Her daughter Serra said the virtual sessions with colleges have been helpful but have been no replacement for seeing campuses in person.
“I had a Zoom call last weekend with a university and found that it’s very awkward,” she said. “When you visit a campus you’re able to … talk to people you hadn’t met before or that aren’t university-presented to you.”
Some colleges already are planning for the possibility that the fall semester might have to be postponed or begin online. Boston University, for one, has said that if reopening is not possible until January, a summer 2021 term would replace academics planned for fall 2020.

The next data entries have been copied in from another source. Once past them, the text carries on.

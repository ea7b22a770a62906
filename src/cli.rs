use clap::{Parser, Subcommand};

/// CalorieCounter — calorie intake, daily need, and exercise burn from a food catalog.
#[derive(Parser, Debug)]
#[command(name = "calorie_counter")]
#[command(author, version, about, long_about = None)]
pub struct Cli {
    #[command(subcommand)]
    pub command: Option<Command>,

    /// Path to the food catalog JSON file.
    #[arg(short, long, default_value = "food_data.json")]
    pub file: String,
}

#[derive(Subcommand, Debug)]
pub enum Command {
    /// Run an interactive calculation session.
    Calculate {
        /// Walk every catalog food instead of entering names.
        #[arg(long)]
        all: bool,
    },

    /// List the foods in the catalog.
    Foods,
}

impl Default for Command {
    fn default() -> Self {
        Command::Calculate { all: false }
    }
}
pub mod prompts;
pub mod render;

pub use prompts::{
    collect_body_inputs, collect_selections, collect_selections_walk, prompt_goal,
    prompt_quantity, prompt_yes_no,
};
pub use render::{display_food_list, display_results, display_selections};
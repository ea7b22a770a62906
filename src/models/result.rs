/// The three figures produced by one calculation request.
///
/// Computed fresh on every invocation and owned by the caller; never
/// persisted.
#[derive(Debug, Clone, Default)]
pub struct CalculationResult {
    /// Calories consumed across all selected foods.
    pub total_calories_consumed: f64,

    /// Daily caloric need: basal rate scaled by the goal's activity factor.
    pub daily_calories_needed: f64,

    /// Calories burned over the entered exercise duration.
    pub exercise_calories_burned: f64,
}

impl CalculationResult {
    pub fn new(
        total_calories_consumed: f64,
        daily_calories_needed: f64,
        exercise_calories_burned: f64,
    ) -> Self {
        Self {
            total_calories_consumed,
            daily_calories_needed,
            exercise_calories_burned,
        }
    }
}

About 3.7 million students are expected to graduate from high school this year, with nearly 70% expected to start college in the fall.
High school senior Lauren Kohler, of Newtown, Connecticut, was planning to spend spring break visiting her top three choices — the University of South Carolina, Florida State University and the University of Massachusetts. She saw South Carolina last year but is now is relying on virtual tours and friends’ impressions for Florida State, and a walk-through of the deserted UMass Amherst campus for the others.
“I’m a big believer that you can walk on a campus and say, ‘This is my school,’ or ‘This is not my school,'” said Kohler, 18. “It really depends on the feeling and the type of people that are there.”
Grace Malloy had hoped at least to eliminate some contenders by seeing them in person this spring. Instead, an overwhelming array remains on the table for the 17-year-old from Forest Grove, Oregon.
Malloy did get in a visit to Long Island University Post in New York, but her spring break visits to Nebraska Wesleyan University and the University of Northern Colorado were canceled, along with hopes of seeing Molloy College and Hofstra University in New York, Muhlenberg College and Arcadia University in Pennsylvania, and Drake University in Iowa.
“Decision-making is not my strong suit,” she said after completing her third virtual visit of the week, in groups ranging from six to more than 100 participants.